KONTAN.CO.ID -JAKARTA. Pandemi corona atau Covid-19 telah mengubah banyak kebiasaan masyarakat. Salah satunya dalam berbelanja.
Ini nampak dari aplikasi e-commerce yang menjadi aplikasi yang paling banyak diunduh oleh masyarakat. Hanya saka, seiring dengan gencarnya belanja melalui daring, keamanan data pribadi masyarakat masih menjadi ancaman.
Meski konsumen memiliki berbagai opsi keamanan ketika mengakses akun mereka, dari sidik jari, PIN, hingga OTP. Toh, kasus bobolnya 15 juta data nasabah di salah satu e-commerce besar di Tanan Air yakni Tokopedia memantik cemas.
Pasalnya, bukan mustahil, insiden kebocoran data akan membuat kebocoran data atau security breach makin sering terjadi. Padahal, era normal baru ke depan sangat bergantung pada platform digital.
"Keamanan data nasabah adalah kebutuhan yang mutlak, tanpa itu perusahaan tidak dapat mempertahankan kepercayaannya. Data nasabah adalah kekayaan perusahaan yang terbesar", kata JulyantoSutandang, CEO PT Equnix Business Solutions, perusahaan lokal penyedia jasa solusi teknologi informasi berbasis Open Source, Selasa (19/5).
Menurutnya, security breach atau pembobolan sistem yang berakibat kebocoran data akan membahayakan bisnis perusahaan. “Ini bisa memberikan dampak negatif seperti hilangnya kepercayaan konsumen dan rusaknya reputasi perusahaan”, kata Julyanto. Ujungnya,ini merugikan perusahaan tersebut karena konsumen akan pindah ke kompetitor.
Jika data dalam suatu sistem rusak, hilang, atau dicuri, kata dia, bencana bisnis akan menghampiri perusahaan tersebut.
Untuk menghindari hal tersebut, menurunya, perusahaan harus menyiapkan dua lapis keamanan, yaitu:
Pertama, memperkuat autentikasi dengan Single Sign On dan HSM/Smartcard. Denganproteksi yang lebih baik ini, tidak ada password akses yang dapat dipergunakan oleh siapapun kecuali sistem.
Kedua, menerapkan enkripsi data dengan autentikasi yang canggih agar data yang sedang dalam storage (Data-At-Rest) tidak dapat disadap/diambil (bocor) oleh yang tidak berwenang.
Menurutnya, berdasarkan statusnya, data dikategorikan menjadi tiga jenis,
1. Data in Transit (bergerak) Data yang sedang dipertukarkan dari tempat satu ke tempat lain, dari user ke server dan sebaliknya, dalam jaringan. Pengamanannya secara umum adalah dengan menggunakan SSL, atu VPN/IpSec.
2. Data In Use, Data yang sedang dimanipulasi oleh komputer, seperti data yang ada di memori; di cache, di queue, di heap maupun di stack.

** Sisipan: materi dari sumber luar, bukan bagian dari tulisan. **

//! Swimming workout.

use super::{M_IN_KM, Training, TrainingData};
use crate::errors::Result;
use crate::models::WorkoutKind;

const CALORIES_SPEED_SHIFT: f64 = 1.1;
const CALORIES_WEIGHT_MULTIPLIER: f64 = 2.0;

/// Swimming: strokes of 1.38 m for distance, while mean speed comes from
/// the pool length and lap count.
#[derive(Debug, Clone, PartialEq)]
pub struct Swimming {
    data: TrainingData,
    /// Meters.
    pool_length: f64,
    lap_count: u32,
}

impl Swimming {
    pub fn new(
        action: u32,
        duration: f64,
        weight: f64,
        pool_length: f64,
        lap_count: u32,
    ) -> Result<Self> {
        Ok(Self {
            data: TrainingData::new(action, duration, weight)?,
            pool_length,
            lap_count,
        })
    }

    pub fn pool_length(&self) -> f64 {
        self.pool_length
    }

    pub fn lap_count(&self) -> u32 {
        self.lap_count
    }
}

impl Training for Swimming {
    fn data(&self) -> &TrainingData {
        &self.data
    }

    fn kind(&self) -> WorkoutKind {
        WorkoutKind::Swimming
    }

    fn mean_speed(&self) -> f64 {
        self.pool_length * f64::from(self.lap_count) / M_IN_KM / self.data.duration
    }

    fn spent_calories(&self) -> f64 {
        (self.mean_speed() + CALORIES_SPEED_SHIFT) * CALORIES_WEIGHT_MULTIPLIER * self.data.weight
    }
}
use thiserror::Error;

use crate::models::WorkoutKind;

pub type Result<T> = std::result::Result<T, WorkoutError>;

#[derive(Error, Debug, Clone, PartialEq)]
pub enum WorkoutError {
    #[error("Unrecognized workout type: {0:?}")]
    UnknownWorkout(String),

    #[error("Arity mismatch for {kind}: expected {expected} values, got {actual}")]
    ArityMismatch {
        kind: WorkoutKind,
        expected: usize,
        actual: usize,
    },

    #[error("Non-positive duration: {0}")]
    NonPositiveDuration(f64),

    #[error("Non-positive {field}: {value}")]
    NonPositiveField { field: &'static str, value: f64 },

    #[error("Invalid {field}: {value} is not a non-negative whole number")]
    InvalidField { field: &'static str, value: f64 },

    #[error("Invalid setting {name}: {value:?}")]
    InvalidSetting { name: &'static str, value: String },
}
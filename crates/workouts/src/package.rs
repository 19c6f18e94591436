//! Turns raw sensor packages into workouts.

use tracing::debug;

use crate::errors::{Result, WorkoutError};
use crate::models::{Package, WorkoutKind};
use crate::training::{Running, SportsWalking, Swimming, Workout};

/// Builds the workout described by `code` and its numeric fields.
///
/// Fields are positional, in the order the workout's constructor takes them:
///
/// | code  | fields                                             |
/// |-------|----------------------------------------------------|
/// | `RUN` | action, duration, weight                           |
/// | `WLK` | action, duration, weight, height                   |
/// | `SWM` | action, duration, weight, pool_length, lap_count   |
///
/// The code is checked before the field count, and either a complete
/// workout is returned or nothing is.
pub fn read_package(code: &str, data: &[f64]) -> Result<Workout> {
    let kind: WorkoutKind = code.parse()?;
    if data.len() != kind.arity() {
        return Err(WorkoutError::ArityMismatch {
            kind,
            expected: kind.arity(),
            actual: data.len(),
        });
    }

    let action = whole(data[0], "action")?;
    let (duration, weight) = (data[1], data[2]);

    let workout: Workout = match kind {
        WorkoutKind::Running => Running::new(action, duration, weight)?.into(),
        WorkoutKind::SportsWalking => SportsWalking::new(action, duration, weight, data[3])?.into(),
        WorkoutKind::Swimming => {
            let lap_count = whole(data[4], "lap_count")?;
            Swimming::new(action, duration, weight, data[3], lap_count)?.into()
        }
    };

    debug!(%kind, ?data, "Read workout package");
    Ok(workout)
}

impl TryFrom<&Package> for Workout {
    type Error = WorkoutError;

    fn try_from(package: &Package) -> Result<Self> {
        read_package(&package.code, &package.data)
    }
}

fn whole(value: f64, field: &'static str) -> Result<u32> {
    if value.is_finite() && value >= 0.0 && value.fract() == 0.0 && value <= f64::from(u32::MAX) {
        Ok(value as u32)
    } else {
        Err(WorkoutError::InvalidField { field, value })
    }
}
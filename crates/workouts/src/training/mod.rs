//! Workout calculations.
//!
//! Every workout shares a [`TrainingData`] record (action count, duration,
//! weight) and the distance and speed formulas built on it. Calorie
//! estimation is specific to each workout and is what implementors of
//! [`Training`] must provide.

mod running;
mod swimming;
mod walking;

pub use running::Running;
pub use swimming::Swimming;
pub use walking::SportsWalking;

use crate::errors::{Result, WorkoutError};
use crate::models::{InfoMessage, WorkoutKind};

pub const M_IN_KM: f64 = 1000.0;
pub const MIN_IN_HOUR: f64 = 60.0;

/// Sensor readings common to all workouts.
#[derive(Debug, Clone, Copy, PartialEq)]
pub struct TrainingData {
    /// Steps or strokes.
    pub action: u32,
    /// Hours, always positive.
    pub duration: f64,
    /// Kilograms.
    pub weight: f64,
}

impl TrainingData {
    pub fn new(action: u32, duration: f64, weight: f64) -> Result<Self> {
        if !(duration.is_finite() && duration > 0.0) {
            return Err(WorkoutError::NonPositiveDuration(duration));
        }
        Ok(Self {
            action,
            duration,
            weight,
        })
    }

    pub fn duration_min(&self) -> f64 {
        self.duration * MIN_IN_HOUR
    }
}

/// Distance in kilometers covered by `action` steps of `step_length` meters.
pub fn distance(action: u32, step_length: f64) -> f64 {
    f64::from(action) * step_length / M_IN_KM
}

/// Mean speed in km/h. `duration` must be positive.
pub fn mean_speed(distance_km: f64, duration: f64) -> f64 {
    distance_km / duration
}

/// Floored division with the rounding behaviour of Python's float `//`.
///
/// The quotient is derived from the `fmod` remainder rather than from
/// `x / y`, so results near a whole number do not drift across it.
pub fn floor_div(x: f64, y: f64) -> f64 {
    let rem = x % y;
    let mut div = (x - rem) / y;
    if rem != 0.0 && (y < 0.0) != (rem < 0.0) {
        div -= 1.0;
    }
    if div == 0.0 {
        // Keep the sign of the true quotient on zero
        return 0.0_f64.copysign(x / y);
    }
    let floor = div.floor();
    if div - floor > 0.5 { floor + 1.0 } else { floor }
}

/// A workout that can report its statistics.
///
/// Implementors supply the shared record, their kind and a calorie formula;
/// distance, speed and the summary are derived from those. Override
/// [`Training::mean_speed`] when speed is not measured through step count.
pub trait Training {
    fn data(&self) -> &TrainingData;

    fn kind(&self) -> WorkoutKind;

    /// Kilocalories burned during the workout.
    fn spent_calories(&self) -> f64;

    /// Kilometers covered.
    fn distance(&self) -> f64 {
        distance(self.data().action, self.kind().step_length())
    }

    /// Kilometers per hour.
    fn mean_speed(&self) -> f64 {
        mean_speed(self.distance(), self.data().duration)
    }

    fn summary(&self) -> InfoMessage {
        InfoMessage {
            training_type: self.kind().name().to_string(),
            duration: self.data().duration,
            distance: self.distance(),
            speed: self.mean_speed(),
            calories: self.spent_calories(),
        }
    }
}

/// A workout of any supported kind, as produced by
/// [`crate::package::read_package`].
#[derive(Debug, Clone, PartialEq)]
pub enum Workout {
    Running(Running),
    SportsWalking(SportsWalking),
    Swimming(Swimming),
}

impl Workout {
    fn as_training(&self) -> &dyn Training {
        match self {
            Workout::Running(t) => t,
            Workout::SportsWalking(t) => t,
            Workout::Swimming(t) => t,
        }
    }
}

impl Training for Workout {
    fn data(&self) -> &TrainingData {
        self.as_training().data()
    }

    fn kind(&self) -> WorkoutKind {
        self.as_training().kind()
    }

    fn spent_calories(&self) -> f64 {
        self.as_training().spent_calories()
    }

    fn distance(&self) -> f64 {
        self.as_training().distance()
    }

    fn mean_speed(&self) -> f64 {
        self.as_training().mean_speed()
    }
}

impl From<Running> for Workout {
    fn from(t: Running) -> Self {
        Workout::Running(t)
    }
}

impl From<SportsWalking> for Workout {
    fn from(t: SportsWalking) -> Self {
        Workout::SportsWalking(t)
    }
}

impl From<Swimming> for Workout {
    fn from(t: Swimming) -> Self {
        Workout::Swimming(t)
    }
}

Data ini cenderung berupa plaintext dan tidak dapat diambil atau diintip karena dalam proses yang sedang berjalan.
Meski demikian ada metode cracking khusus yang dapatmengambil Data In Use ini. Tapi secara umum, data ini tidak dienkripsi, dan biasanya system menerapkan memory proteksi agar data tersebut tidak dapat diakses oleh yang tidak berhak.

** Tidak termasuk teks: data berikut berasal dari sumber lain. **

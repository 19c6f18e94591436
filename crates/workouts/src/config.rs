//! Runtime settings for the batch driver.

use std::env;
use std::str::FromStr;

use serde::{Deserialize, Serialize};

use crate::errors::{Result, WorkoutError};

pub const ON_ERROR_VAR: &str = "WORKOUTS_ON_ERROR";
pub const FORMAT_VAR: &str = "WORKOUTS_FORMAT";

/// What the driver does when a package cannot be turned into a workout.
#[derive(Debug, Clone, Copy, Default, PartialEq, Eq, Serialize, Deserialize)]
#[serde(rename_all = "lowercase")]
pub enum ErrorPolicy {
    /// Stop the batch at the first failing package.
    #[default]
    Abort,
    /// Log the failure and move on to the next package.
    Skip,
}

impl FromStr for ErrorPolicy {
    type Err = WorkoutError;

    fn from_str(s: &str) -> Result<Self> {
        match s.trim().to_ascii_lowercase().as_str() {
            "abort" => Ok(Self::Abort),
            "skip" => Ok(Self::Skip),
            _ => Err(WorkoutError::InvalidSetting {
                name: ON_ERROR_VAR,
                value: s.to_string(),
            }),
        }
    }
}

/// How each summary is written.
#[derive(Debug, Clone, Copy, Default, PartialEq, Eq, Serialize, Deserialize)]
#[serde(rename_all = "lowercase")]
pub enum OutputFormat {
    /// The fixed human-readable line.
    #[default]
    Text,
    /// One JSON object per line.
    Json,
}

impl FromStr for OutputFormat {
    type Err = WorkoutError;

    fn from_str(s: &str) -> Result<Self> {
        match s.trim().to_ascii_lowercase().as_str() {
            "text" => Ok(Self::Text),
            "json" => Ok(Self::Json),
            _ => Err(WorkoutError::InvalidSetting {
                name: FORMAT_VAR,
                value: s.to_string(),
            }),
        }
    }
}

#[derive(Debug, Clone, Copy, Default, PartialEq, Eq, Serialize, Deserialize)]
pub struct Settings {
    pub on_error: ErrorPolicy,
    pub format: OutputFormat,
}

impl Settings {
    /// Reads settings from the process environment. Unset variables keep
    /// their defaults; unparseable ones are an error.
    pub fn from_env() -> Result<Self> {
        Self::from_lookup(|name| env::var(name).ok())
    }

    /// Reads settings through `lookup`, which maps a variable name to its
    /// value if set.
    pub fn from_lookup(lookup: impl Fn(&str) -> Option<String>) -> Result<Self> {
        let mut settings = Self::default();
        if let Some(value) = lookup(ON_ERROR_VAR) {
            settings.on_error = value.parse()?;
        }
        if let Some(value) = lookup(FORMAT_VAR) {
            settings.format = value.parse()?;
        }
        Ok(settings)
    }
}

3. Data at Rest (diam). Data yang disimpan pada storage seperti: filesystem, media usb, dan Database Server. Data ini diamankan dengan cara Enkripsi, dan membutuhkan mekanisme manajemen kunci yang baik agar tetap aman.

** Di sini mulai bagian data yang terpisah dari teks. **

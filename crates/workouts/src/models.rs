use std::fmt;
use std::str::FromStr;

use serde::{Deserialize, Serialize};

use crate::errors::WorkoutError;

/// The workout types a sensor package can describe.
#[derive(Debug, Clone, Copy, PartialEq, Eq, Hash, Serialize, Deserialize)]
pub enum WorkoutKind {
    Running,
    SportsWalking,
    Swimming,
}

impl WorkoutKind {
    pub const ALL: [WorkoutKind; 3] = [
        WorkoutKind::Running,
        WorkoutKind::SportsWalking,
        WorkoutKind::Swimming,
    ];

    /// Sensor package code, e.g. `"RUN"`.
    pub fn code(self) -> &'static str {
        match self {
            WorkoutKind::Running => "RUN",
            WorkoutKind::SportsWalking => "WLK",
            WorkoutKind::Swimming => "SWM",
        }
    }

    /// Display name used in the summary line.
    pub fn name(self) -> &'static str {
        match self {
            WorkoutKind::Running => "Running",
            WorkoutKind::SportsWalking => "SportsWalking",
            WorkoutKind::Swimming => "Swimming",
        }
    }

    /// Number of numeric fields a package of this kind carries.
    pub fn arity(self) -> usize {
        match self {
            WorkoutKind::Running => 3,
            WorkoutKind::SportsWalking => 4,
            WorkoutKind::Swimming => 5,
        }
    }

    /// Distance covered by one action, in meters.
    pub fn step_length(self) -> f64 {
        match self {
            WorkoutKind::Running | WorkoutKind::SportsWalking => 0.65,
            WorkoutKind::Swimming => 1.38,
        }
    }
}

impl fmt::Display for WorkoutKind {
    fn fmt(&self, f: &mut fmt::Formatter<'_>) -> fmt::Result {
        f.write_str(self.name())
    }
}

impl FromStr for WorkoutKind {
    type Err = WorkoutError;

    fn from_str(code: &str) -> Result<Self, Self::Err> {
        WorkoutKind::ALL
            .into_iter()
            .find(|kind| kind.code() == code)
            .ok_or_else(|| WorkoutError::UnknownWorkout(code.to_string()))
    }
}

/// Summary of one completed workout.
///
/// A snapshot: built by [`crate::training::Training::summary`] and never
/// updated afterwards.
#[derive(Debug, Clone, PartialEq, Serialize)]
pub struct InfoMessage {
    pub training_type: String,
    /// Hours.
    pub duration: f64,
    /// Kilometers.
    pub distance: f64,
    /// Kilometers per hour.
    pub speed: f64,
    pub calories: f64,
}

impl InfoMessage {
    pub fn message(&self) -> String {
        self.to_string()
    }
}

impl fmt::Display for InfoMessage {
    fn fmt(&self, f: &mut fmt::Formatter<'_>) -> fmt::Result {
        write!(
            f,
            "Тип тренировки: {}; Длительность: {:.3} ч.; Дистанция: {:.3} км; \
             Ср. скорость: {:.3} км/ч; Потрачено ккал: {:.3}.",
            self.training_type, self.duration, self.distance, self.speed, self.calories
        )
    }
}

/// Raw sensor package: a workout code and its numeric fields in
/// constructor order.
#[derive(Debug, Clone, PartialEq, Serialize, Deserialize)]
pub struct Package {
    pub code: String,
    pub data: Vec<f64>,
}

impl Package {
    pub fn new(code: impl Into<String>, data: impl Into<Vec<f64>>) -> Self {
        Self {
            code: code.into(),
            data: data.into(),
        }
    }
}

“Data adalah harta terpenting dalam perusahaan financial. Pengamanan data mutakhir adalah wajib, temasuk memastikan tingkat keamanan tertinggi dan tetap dapat terkelola dengan baik,” ujarnya.
Umumnya pengamanan dilakukan dengan metode enkripsi yang akan menjadikan data tersebut tampil dalam bentuk scrambled sehingga menjadi tak memiliki arti.
“Idealnya data wajib memenuhi tiga syarat CIA (Confidentiality, Integrity, dan Availability) dan menjadi rentan bocor jika tidak memenuhi salah satu saja dari tiga syarat keamanan tersebut,” ujarnya.
Adapun, kata dia, enkripsi sudah memenuhi dua syarat dan kendali akses dengan ACL dn manajemen key menyempurnakannya.